Совсем иное дело, когда вы поселяетесь надолго, - может быть, навсегда. Очень быстро, почти сразу, вы из желанного гостя превращаетесь в нечто непонятное и немного опасное.
Источником новостей и сплетен об общих приятелях вы уже не являетесь. Ваши разговоры и размышления о России никого не интересуют, так как все живут обыкновенными буднями, в которых Америки и ее проблем несравнимо больше, чем дикой, нелепой и неприятной России. И для любого вашего знакомого вы реально опасны, так как у вас, как у всякого приезжего, множество проблем и вы вполне, того и гляди, возьмете и обратитесь с просьбой. А тут только начни: сунешь палец - увязнет локоть. Кому охота заниматься чужими проблемами.

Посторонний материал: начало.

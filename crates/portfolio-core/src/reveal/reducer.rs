//! Pure per-target transition function.
//!
//! The controller feeds every intersection report through [`reduce`] and then
//! applies the returned effects to the surface and the intersection primitive.
//! Keeping this free of side effects lets the state machine be tested without
//! a viewport.

use super::types::{RevealMode, TargetState};

/// A side effect requested by a transition.
#[derive(Debug, Clone, Copy, PartialEq, Eq)]
pub enum Effect {
    /// Apply (`true`) or remove (`false`) the visible marker
    SetMarker(bool),
    /// Stop observing the target
    Unobserve,
}

/// Result of reducing one event.
#[derive(Debug, Clone, PartialEq, Eq)]
pub struct Transition {
    pub next: TargetState,
    pub effects: Vec<Effect>,
}

impl Transition {
    fn unchanged(state: TargetState) -> Self {
        Self {
            next: state,
            effects: Vec::new(),
        }
    }
}

/// Compute the next state of a target for one intersection report.
///
/// Targets that are not watched (`Unobserved`, `Unwatched`) ignore events.
/// Markers are only emitted on an actual change of visibility.
pub fn reduce(state: TargetState, intersecting: bool, mode: RevealMode) -> Transition {
    if !state.is_watched() {
        return Transition::unchanged(state);
    }

    match (mode, intersecting) {
        (RevealMode::Once, true) => {
            let mut effects = Vec::with_capacity(2);
            if !state.is_visible() {
                effects.push(Effect::SetMarker(true));
            }
            effects.push(Effect::Unobserve);
            Transition {
                next: TargetState::Unwatched,
                effects,
            }
        }
        // Once mode waits for the first intersection; nothing to hide.
        (RevealMode::Once, false) => Transition::unchanged(state),
        (RevealMode::Toggle, true) => {
            if state == TargetState::Visible {
                Transition::unchanged(state)
            } else {
                Transition {
                    next: TargetState::Visible,
                    effects: vec![Effect::SetMarker(true)],
                }
            }
        }
        (RevealMode::Toggle, false) => match state {
            TargetState::Visible => Transition {
                next: TargetState::NotVisible,
                effects: vec![Effect::SetMarker(false)],
            },
            // Never shown yet: record the state, the marker is already off.
            _ => Transition {
                next: TargetState::NotVisible,
                effects: Vec::new(),
            },
        },
    }
}
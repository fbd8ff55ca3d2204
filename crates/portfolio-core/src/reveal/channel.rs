//! Message-passing delivery of intersection batches.
//!
//! The host pushes [`EventBatch`]es into an [`EventSender`]; the view owning
//! the controller drains the matching [`EventReceiver`]. Sending never blocks
//! and a closed receiver simply drops batches.

use tokio::sync::mpsc;
use tracing::debug;

use super::controller::RevealController;
use super::host::{IntersectionPrimitive, RenderSurface};
use super::types::EventBatch;

/// Producer side, cloned freely by the host.
#[derive(Debug, Clone)]
pub struct EventSender(mpsc::UnboundedSender<EventBatch>);

impl EventSender {
    /// Queue a batch. Returns `false` if the receiving view is gone.
    pub fn send(&self, batch: EventBatch) -> bool {
        match self.0.send(batch) {
            Ok(()) => true,
            Err(mpsc::error::SendError(batch)) => {
                debug!(session = %batch.session, "Reveal receiver closed; dropping batch");
                false
            }
        }
    }
}

/// Consumer side, owned by the view.
#[derive(Debug)]
pub struct EventReceiver(mpsc::UnboundedReceiver<EventBatch>);

impl EventReceiver {
    pub async fn recv(&mut self) -> Option<EventBatch> {
        self.0.recv().await
    }

    pub fn try_recv(&mut self) -> Option<EventBatch> {
        self.0.try_recv().ok()
    }

    pub fn close(&mut self) {
        self.0.close();
    }
}

/// Create a linked sender/receiver pair.
pub fn event_channel() -> (EventSender, EventReceiver) {
    let (tx, rx) = mpsc::unbounded_channel();
    (EventSender(tx), EventReceiver(rx))
}

impl<S: RenderSurface, P: IntersectionPrimitive> RevealController<S, P> {
    /// Apply every batch already queued, without waiting for more.
    /// Returns the number of entries applied.
    pub fn drain(&mut self, events: &mut EventReceiver) -> usize {
        let mut applied = 0;
        while let Some(batch) = events.try_recv() {
            applied += self.handle_batch(&batch);
        }
        applied
    }

    /// Apply batches as they arrive until every sender is dropped.
    pub async fn run(&mut self, events: &mut EventReceiver) -> usize {
        let mut applied = 0;
        while let Some(batch) = events.recv().await {
            applied += self.handle_batch(&batch);
        }
        applied
    }
}
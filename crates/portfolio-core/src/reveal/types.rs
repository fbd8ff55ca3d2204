//! Identity, option and event types for the reveal controller.

use std::fmt;
use std::str::FromStr;

use serde::{Deserialize, Serialize};

use crate::error::{RevealError, RevealResult};

/// Stable identity of a reveal target, assigned by the render surface.
#[derive(Debug, Clone, Copy, PartialEq, Eq, PartialOrd, Ord, Hash, Serialize, Deserialize)]
#[serde(transparent)]
pub struct TargetId(u32);

impl TargetId {
    pub fn new(raw: u32) -> Self {
        Self(raw)
    }

    pub fn as_u32(&self) -> u32 {
        self.0
    }
}

impl fmt::Display for TargetId {
    fn fmt(&self, f: &mut fmt::Formatter<'_>) -> fmt::Result {
        write!(f, "t{}", self.0)
    }
}

/// Generation number of an observation session.
///
/// Each `start` on a controller allocates the next id, so a batch tagged with
/// an older id can always be told apart from live traffic.
#[derive(Debug, Clone, Copy, PartialEq, Eq, PartialOrd, Ord, Hash, Serialize, Deserialize)]
#[serde(transparent)]
pub struct SessionId(u64);

impl SessionId {
    pub fn new(raw: u64) -> Self {
        Self(raw)
    }

    pub fn as_u64(&self) -> u64 {
        self.0
    }

    pub(crate) fn next(&self) -> Self {
        Self(self.0.wrapping_add(1))
    }
}

impl fmt::Display for SessionId {
    fn fmt(&self, f: &mut fmt::Formatter<'_>) -> fmt::Result {
        write!(f, "#{}", self.0)
    }
}

/// How a target reacts after it first intersects the viewport.
#[derive(Debug, Clone, Copy, PartialEq, Eq, Default, Serialize, Deserialize)]
#[serde(rename_all = "lowercase")]
pub enum RevealMode {
    /// Visible while intersecting, hidden again when it leaves (replayable)
    Toggle,
    /// Visible on first intersection, then never observed again
    #[default]
    Once,
}

impl RevealMode {
    pub fn as_str(&self) -> &'static str {
        match self {
            RevealMode::Toggle => "toggle",
            RevealMode::Once => "once",
        }
    }
}

impl fmt::Display for RevealMode {
    fn fmt(&self, f: &mut fmt::Formatter<'_>) -> fmt::Result {
        f.write_str(self.as_str())
    }
}

impl FromStr for RevealMode {
    type Err = RevealError;

    fn from_str(s: &str) -> Result<Self, Self::Err> {
        match s.trim().to_ascii_lowercase().as_str() {
            "toggle" => Ok(RevealMode::Toggle),
            "once" => Ok(RevealMode::Once),
            _ => Err(RevealError::InvalidMode(s.to_string())),
        }
    }
}

/// Fraction of a target's area that must be inside the viewport to count as
/// intersecting. Always within `0.0..=1.0`.
#[derive(Debug, Clone, Copy, PartialEq, Serialize)]
#[serde(transparent)]
pub struct Threshold(f32);

impl Threshold {
    pub const DEFAULT: Threshold = Threshold(0.1);

    pub fn new(value: f32) -> RevealResult<Self> {
        if (0.0..=1.0).contains(&value) {
            Ok(Self(value))
        } else {
            Err(RevealError::InvalidThreshold(value.to_string()))
        }
    }

    pub fn value(&self) -> f32 {
        self.0
    }
}

impl Default for Threshold {
    fn default() -> Self {
        Self::DEFAULT
    }
}

impl FromStr for Threshold {
    type Err = RevealError;

    fn from_str(s: &str) -> Result<Self, Self::Err> {
        let s = s.trim();
        let value: f32 = s
            .parse()
            .map_err(|_| RevealError::InvalidThreshold(s.to_string()))?;
        Threshold::new(value)
    }
}

/// Options for one observation session.
#[derive(Debug, Clone, Copy, PartialEq, Default)]
pub struct RevealOptions {
    pub threshold: Threshold,
    pub mode: RevealMode,
}

impl RevealOptions {
    pub fn new(threshold: Threshold, mode: RevealMode) -> Self {
        Self { threshold, mode }
    }

    pub fn with_threshold(mut self, threshold: Threshold) -> Self {
        self.threshold = threshold;
        self
    }

    pub fn with_mode(mut self, mode: RevealMode) -> Self {
        self.mode = mode;
        self
    }
}

/// Per-target lifecycle.
///
/// ```text
/// toggle: Unobserved -> Watched -> {Visible <-> NotVisible}
/// once:   Unobserved -> Watched -> Visible -> Unwatched (terminal)
/// ```
#[derive(Debug, Clone, Copy, PartialEq, Eq, Default)]
pub enum TargetState {
    #[default]
    Unobserved,
    Watched,
    Visible,
    NotVisible,
    Unwatched,
}

impl TargetState {
    /// Whether the "visible" marker is applied in this state.
    ///
    /// `Unwatched` is only reached through `Visible` in once mode, so the
    /// marker stays on.
    pub fn is_visible(&self) -> bool {
        matches!(self, TargetState::Visible | TargetState::Unwatched)
    }

    /// Whether the target still receives intersection events.
    pub fn is_watched(&self) -> bool {
        matches!(
            self,
            TargetState::Watched | TargetState::Visible | TargetState::NotVisible
        )
    }
}

/// One intersection report for a single target.
#[derive(Debug, Clone, Copy, PartialEq, Eq, Serialize, Deserialize)]
pub struct Intersection {
    #[serde(rename = "id")]
    pub target: TargetId,
    pub intersecting: bool,
}

impl Intersection {
    pub fn new(target: TargetId, intersecting: bool) -> Self {
        Self {
            target,
            intersecting,
        }
    }
}

/// A batch of intersection reports delivered together by the host.
#[derive(Debug, Clone, PartialEq, Eq)]
pub struct EventBatch {
    pub session: SessionId,
    pub entries: Vec<Intersection>,
}

impl EventBatch {
    pub fn new(session: SessionId, entries: Vec<Intersection>) -> Self {
        Self { session, entries }
    }
}
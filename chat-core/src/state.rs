//! Connection state machine for chatsync.
//!
//! This module provides a pure, side-effect-free state machine for managing
//! the lifecycle of the single logical session. The state machine takes
//! events as input and produces a new state plus a list of actions to execute.
//!
//! The actual I/O (opening the transport, replaying subscriptions, arming
//! reconnect timers) is performed by chat-client, not by this module.

use std::fmt;

/// Connection state machine - NO I/O, just state transitions.
#[derive(Debug, Clone, Copy, PartialEq, Eq, Hash, Default)]
pub enum ConnectionState {
    /// No session and none wanted.
    #[default]
    Disconnected,
    /// Transport connection and auth handshake in progress.
    Connecting,
    /// Session established.
    Connected,
    /// Session lost, waiting for a scheduled retry.
    Reconnecting,
    /// Retries exhausted; terminal until an explicit connect or reset.
    Failed,
}

impl ConnectionState {
    /// Create a new state machine in the Disconnected state.
    pub fn new() -> Self {
        Self::Disconnected
    }

    /// Process an event and return the new state plus actions to execute.
    ///
    /// This is a pure function - no side effects. The caller (chat-client)
    /// is responsible for executing the returned actions in order.
    pub fn on_event(self, event: Event) -> (Self, Vec<Action>) {
        match (self, event) {
            // Explicit connect
            (Self::Disconnected, Event::ConnectRequested) => {
                (Self::Connecting, vec![Action::OpenTransport])
            }
            (Self::Failed, Event::ConnectRequested) => (
                Self::Connecting,
                vec![Action::ResetAttempts, Action::OpenTransport],
            ),
            (Self::Reconnecting, Event::ConnectRequested) => (
                Self::Connecting,
                vec![Action::CancelReconnection, Action::OpenTransport],
            ),

            // From Connecting
            (Self::Connecting, Event::ConnectSucceeded) => (
                Self::Connected,
                vec![Action::ResetAttempts, Action::ResubscribeAll],
            ),
            (
                Self::Connecting,
                Event::ConnectFailed {
                    retries_left: true, ..
                },
            ) => (
                Self::Reconnecting,
                vec![Action::CloseTransport, Action::StartReconnection],
            ),
            (
                Self::Connecting,
                Event::ConnectFailed {
                    retries_left: false,
                    ..
                },
            ) => (
                Self::Failed,
                vec![Action::CloseTransport, Action::ReportExhausted],
            ),

            // From Connected
            (Self::Connected, Event::TransportLost { reason }) => (
                Self::Reconnecting,
                vec![
                    Action::DeactivateSubscriptions,
                    Action::RejectPendingRequests { reason },
                    Action::CloseTransport,
                    Action::StartReconnection,
                ],
            ),

            // From Reconnecting
            (Self::Reconnecting, Event::RetryTimerFired) => {
                (Self::Connecting, vec![Action::OpenTransport])
            }
            (Self::Reconnecting, Event::RetriesExhausted) => {
                (Self::Failed, vec![Action::ReportExhausted])
            }

            // From Failed
            (Self::Failed, Event::ResetRequested) => (
                Self::Reconnecting,
                vec![Action::ResetAttempts, Action::StartReconnection],
            ),

            // Disconnect is valid from anywhere except Disconnected
            (state, Event::DisconnectRequested) if state != Self::Disconnected => (
                Self::Disconnected,
                vec![
                    Action::CancelReconnection,
                    Action::DeactivateSubscriptions,
                    Action::RejectPendingRequests {
                        reason: "disconnected".into(),
                    },
                    Action::CloseTransport,
                ],
            ),

            // Invalid transitions - stay in current state
            (state, _) => (state, vec![]),
        }
    }

    /// Check if currently connected.
    pub fn is_connected(&self) -> bool {
        matches!(self, Self::Connected)
    }

    /// Check if currently trying to connect.
    pub fn is_connecting(&self) -> bool {
        matches!(self, Self::Connecting | Self::Reconnecting)
    }

    /// Lowercase name used in logs and status events.
    pub fn as_str(&self) -> &'static str {
        match self {
            Self::Disconnected => "disconnected",
            Self::Connecting => "connecting",
            Self::Connected => "connected",
            Self::Reconnecting => "reconnecting",
            Self::Failed => "failed",
        }
    }
}

impl fmt::Display for ConnectionState {
    fn fmt(&self, f: &mut fmt::Formatter<'_>) -> fmt::Result {
        f.write_str(self.as_str())
    }
}

/// Events that can occur in the connection lifecycle.
#[derive(Debug, Clone, PartialEq, Eq)]
pub enum Event {
    /// Application (or a forced reconnect) asked for a connection.
    ConnectRequested,
    /// Transport connected and the auth handshake succeeded.
    ConnectSucceeded,
    /// Transport connection or handshake failed.
    ConnectFailed {
        /// Error message describing the failure.
        error: String,
        /// Whether the reconnection scheduler may still retry.
        retries_left: bool,
    },
    /// Established transport was lost (closed, errored or heartbeat timeout).
    TransportLost {
        /// Reason for the loss.
        reason: String,
    },
    /// A scheduled reconnection attempt is due.
    RetryTimerFired,
    /// The scheduler refused to schedule another attempt.
    RetriesExhausted,
    /// Explicit reset of the attempt counter.
    ResetRequested,
    /// Application requested disconnect.
    DisconnectRequested,
}

impl Event {
    /// Human-readable detail carried by the event, if any.
    pub fn detail(&self) -> Option<&str> {
        match self {
            Event::ConnectFailed { error, .. } => Some(error),
            Event::TransportLost { reason } => Some(reason),
            Event::RetriesExhausted => Some("retries exhausted"),
            _ => None,
        }
    }
}

/// Actions to be executed by chat-client.
///
/// These are instructions, not side effects. chat-client interprets
/// these and performs the actual I/O.
#[derive(Debug, Clone, PartialEq, Eq)]
pub enum Action {
    /// Open the transport and perform the auth handshake.
    OpenTransport,
    /// Tear down the transport.
    CloseTransport,
    /// Replay every registered subscription on the new connection.
    ResubscribeAll,
    /// Forget live transport subscriptions, keeping registrations.
    DeactivateSubscriptions,
    /// Reject every in-flight request.
    RejectPendingRequests {
        /// Rejection reason.
        reason: String,
    },
    /// Ask the reconnection scheduler for the next attempt.
    StartReconnection,
    /// Cancel any scheduled reconnection attempt.
    CancelReconnection,
    /// Zero the reconnection attempt counter.
    ResetAttempts,
    /// Surface retry exhaustion to the application.
    ReportExhausted,
    /// Notify the application of a state change.
    EmitStatus(StatusChange),
}

/// Monotonic counter of established connections.
///
/// Work scheduled under an older epoch (timers, pumps, activations) is stale
/// once the epoch advances.
#[derive(Debug, Clone, Copy, PartialEq, Eq, PartialOrd, Ord, Hash, Default)]
pub struct SessionEpoch(u64);

impl SessionEpoch {
    /// Create an epoch from its numeric value.
    pub const fn new(value: u64) -> Self {
        Self(value)
    }

    /// Get the numeric value.
    pub fn value(&self) -> u64 {
        self.0
    }

    /// The following epoch.
    pub fn next(self) -> Self {
        Self(self.0.saturating_add(1))
    }
}

impl fmt::Display for SessionEpoch {
    fn fmt(&self, f: &mut fmt::Formatter<'_>) -> fmt::Result {
        write!(f, "{}", self.0)
    }
}

/// A completed state transition.
#[derive(Debug, Clone, PartialEq, Eq)]
pub struct StatusChange {
    /// Previous state.
    pub from: ConnectionState,
    /// New state.
    pub to: ConnectionState,
    /// Epoch after the transition.
    pub epoch: SessionEpoch,
    /// Error or reason attached to the triggering event.
    pub detail: Option<String>,
}

/// The single logical session: state plus epoch.
#[derive(Debug, Clone, Default)]
pub struct Session {
    state: ConnectionState,
    epoch: SessionEpoch,
}

impl Session {
    /// Create a disconnected session at epoch 0.
    pub fn new() -> Self {
        Self::default()
    }

    /// Current state.
    pub fn state(&self) -> ConnectionState {
        self.state
    }

    /// Current epoch.
    pub fn epoch(&self) -> SessionEpoch {
        self.epoch
    }

    /// Apply an event to the session.
    ///
    /// Entering `Connected` advances the epoch. Every actual state change
    /// appends an [`Action::EmitStatus`] after the state machine's actions.
    pub fn apply(&mut self, event: Event) -> Vec<Action> {
        let detail = event.detail().map(str::to_string);
        let from = self.state;
        let (to, mut actions) = from.on_event(event);

        if to == from {
            return actions;
        }

        if to == ConnectionState::Connected {
            self.epoch = self.epoch.next();
        }
        self.state = to;

        actions.push(Action::EmitStatus(StatusChange {
            from,
            to,
            epoch: self.epoch,
            detail,
        }));
        actions
    }
}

Конечно, каждый помнит, что и у него было точно такое же или похожее положение. Но относительно себя всякий уверен, что он уникален, что он был борцом с большевизмом, или спасал детей от топора погромщиков, или был и есть звезда мировой культуры, лениво согласившаяся осесть на американском горизонте. Но тут появляетесь вы с неясным статусом, с невнятным рассказом о том, что заскучали в России и решили посмотреть на нее со стороны.
Как это заскучали, как это посмотреть, - а на какие шиши? Мы здесь голову не поднимаем от своей интеллектуальной пашни, не имеем времени на самое насущное, а он - посмотреть. Непонятно.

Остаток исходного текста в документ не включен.